#### What is required:
Take every line from the data that has the word "selected" in it.

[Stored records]
○ ○ ○ ○
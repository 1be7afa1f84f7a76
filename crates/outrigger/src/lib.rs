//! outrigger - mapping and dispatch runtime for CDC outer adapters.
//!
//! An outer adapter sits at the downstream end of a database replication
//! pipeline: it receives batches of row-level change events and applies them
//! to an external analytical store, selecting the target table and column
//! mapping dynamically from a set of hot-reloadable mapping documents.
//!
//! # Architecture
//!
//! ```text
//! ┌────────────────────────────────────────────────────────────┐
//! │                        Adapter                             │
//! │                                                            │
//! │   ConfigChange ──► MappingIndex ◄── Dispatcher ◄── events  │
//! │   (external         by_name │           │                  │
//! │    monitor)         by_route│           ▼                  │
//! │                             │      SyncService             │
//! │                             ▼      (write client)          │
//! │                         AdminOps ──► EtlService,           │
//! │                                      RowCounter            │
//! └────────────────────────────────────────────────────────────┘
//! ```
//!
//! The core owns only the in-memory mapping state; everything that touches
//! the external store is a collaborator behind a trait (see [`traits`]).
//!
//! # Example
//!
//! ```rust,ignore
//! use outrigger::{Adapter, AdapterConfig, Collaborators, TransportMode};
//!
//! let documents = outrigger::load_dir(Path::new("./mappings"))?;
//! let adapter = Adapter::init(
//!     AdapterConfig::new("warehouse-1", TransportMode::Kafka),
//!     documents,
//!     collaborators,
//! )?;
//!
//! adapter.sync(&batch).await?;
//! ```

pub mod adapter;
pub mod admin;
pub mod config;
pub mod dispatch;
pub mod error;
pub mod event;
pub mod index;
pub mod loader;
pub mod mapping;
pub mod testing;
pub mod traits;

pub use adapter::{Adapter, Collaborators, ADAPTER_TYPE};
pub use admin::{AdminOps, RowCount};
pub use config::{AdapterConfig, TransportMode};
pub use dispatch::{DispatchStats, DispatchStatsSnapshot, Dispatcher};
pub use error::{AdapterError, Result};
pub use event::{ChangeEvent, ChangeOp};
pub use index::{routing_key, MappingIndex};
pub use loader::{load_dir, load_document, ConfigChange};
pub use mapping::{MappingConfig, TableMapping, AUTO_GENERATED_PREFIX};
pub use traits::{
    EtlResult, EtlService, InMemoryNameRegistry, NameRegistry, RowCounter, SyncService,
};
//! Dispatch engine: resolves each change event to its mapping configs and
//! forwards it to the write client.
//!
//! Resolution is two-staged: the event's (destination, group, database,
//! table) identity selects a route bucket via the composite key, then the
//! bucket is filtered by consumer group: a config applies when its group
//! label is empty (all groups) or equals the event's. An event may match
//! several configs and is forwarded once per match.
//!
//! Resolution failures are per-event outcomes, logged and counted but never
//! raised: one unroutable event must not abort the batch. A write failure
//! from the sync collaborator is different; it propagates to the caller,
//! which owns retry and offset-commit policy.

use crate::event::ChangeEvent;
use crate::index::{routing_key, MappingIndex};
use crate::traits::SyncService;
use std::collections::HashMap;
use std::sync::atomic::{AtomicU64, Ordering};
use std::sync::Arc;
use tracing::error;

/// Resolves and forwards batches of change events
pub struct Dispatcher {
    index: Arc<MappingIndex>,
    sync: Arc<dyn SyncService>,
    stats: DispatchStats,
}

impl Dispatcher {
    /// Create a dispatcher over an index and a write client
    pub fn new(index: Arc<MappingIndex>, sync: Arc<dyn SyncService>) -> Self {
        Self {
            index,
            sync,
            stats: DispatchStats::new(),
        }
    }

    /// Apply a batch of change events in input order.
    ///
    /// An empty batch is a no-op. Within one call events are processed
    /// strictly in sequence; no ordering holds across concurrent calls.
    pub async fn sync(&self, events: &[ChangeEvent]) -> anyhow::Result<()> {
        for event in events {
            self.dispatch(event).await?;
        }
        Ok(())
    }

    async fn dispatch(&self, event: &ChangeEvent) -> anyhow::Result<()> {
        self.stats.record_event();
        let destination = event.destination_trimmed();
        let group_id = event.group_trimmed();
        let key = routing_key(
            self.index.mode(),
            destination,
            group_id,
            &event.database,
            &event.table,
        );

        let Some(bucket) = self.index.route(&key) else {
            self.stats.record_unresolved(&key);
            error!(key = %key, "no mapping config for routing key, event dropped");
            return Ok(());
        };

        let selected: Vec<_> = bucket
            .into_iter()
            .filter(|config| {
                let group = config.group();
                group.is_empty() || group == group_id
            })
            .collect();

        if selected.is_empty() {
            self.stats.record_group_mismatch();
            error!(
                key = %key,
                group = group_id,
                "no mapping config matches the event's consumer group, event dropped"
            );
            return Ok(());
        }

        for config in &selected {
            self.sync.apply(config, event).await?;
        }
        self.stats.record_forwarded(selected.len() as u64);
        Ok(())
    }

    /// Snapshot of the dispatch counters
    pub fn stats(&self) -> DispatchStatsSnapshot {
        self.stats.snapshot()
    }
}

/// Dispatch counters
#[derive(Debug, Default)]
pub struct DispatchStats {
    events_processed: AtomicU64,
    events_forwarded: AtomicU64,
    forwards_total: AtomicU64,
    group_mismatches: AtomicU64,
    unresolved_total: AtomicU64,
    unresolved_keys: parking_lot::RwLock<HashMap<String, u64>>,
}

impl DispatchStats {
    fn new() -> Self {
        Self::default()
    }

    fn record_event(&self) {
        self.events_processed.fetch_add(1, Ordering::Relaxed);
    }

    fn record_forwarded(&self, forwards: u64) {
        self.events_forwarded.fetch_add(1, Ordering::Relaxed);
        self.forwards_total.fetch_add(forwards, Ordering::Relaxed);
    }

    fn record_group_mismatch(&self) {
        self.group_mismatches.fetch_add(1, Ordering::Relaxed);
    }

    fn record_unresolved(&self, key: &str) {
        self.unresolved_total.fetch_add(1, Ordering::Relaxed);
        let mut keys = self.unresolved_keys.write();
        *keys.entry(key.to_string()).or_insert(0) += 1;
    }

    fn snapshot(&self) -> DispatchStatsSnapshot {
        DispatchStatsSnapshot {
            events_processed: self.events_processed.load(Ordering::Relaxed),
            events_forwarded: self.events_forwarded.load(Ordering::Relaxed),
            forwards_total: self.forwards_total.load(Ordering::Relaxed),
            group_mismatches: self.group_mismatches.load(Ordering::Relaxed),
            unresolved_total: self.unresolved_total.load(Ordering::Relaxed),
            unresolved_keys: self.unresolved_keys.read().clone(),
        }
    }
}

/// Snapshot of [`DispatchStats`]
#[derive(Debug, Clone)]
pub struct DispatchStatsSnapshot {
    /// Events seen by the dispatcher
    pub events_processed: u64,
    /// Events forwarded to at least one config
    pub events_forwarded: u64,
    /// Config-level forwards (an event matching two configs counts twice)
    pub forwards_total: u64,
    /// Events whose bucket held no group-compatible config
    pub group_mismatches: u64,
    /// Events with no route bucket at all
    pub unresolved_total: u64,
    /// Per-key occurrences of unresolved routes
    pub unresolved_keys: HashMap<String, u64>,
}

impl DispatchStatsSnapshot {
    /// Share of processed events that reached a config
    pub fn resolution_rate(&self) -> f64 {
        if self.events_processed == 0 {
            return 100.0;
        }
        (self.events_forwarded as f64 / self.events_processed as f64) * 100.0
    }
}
○ ○ ○ ○
#### Answer section:
        let selected: Vec<_> = bucket
        if selected.is_empty() {
        for config in &selected {
        self.stats.record_forwarded(selected.len() as u64);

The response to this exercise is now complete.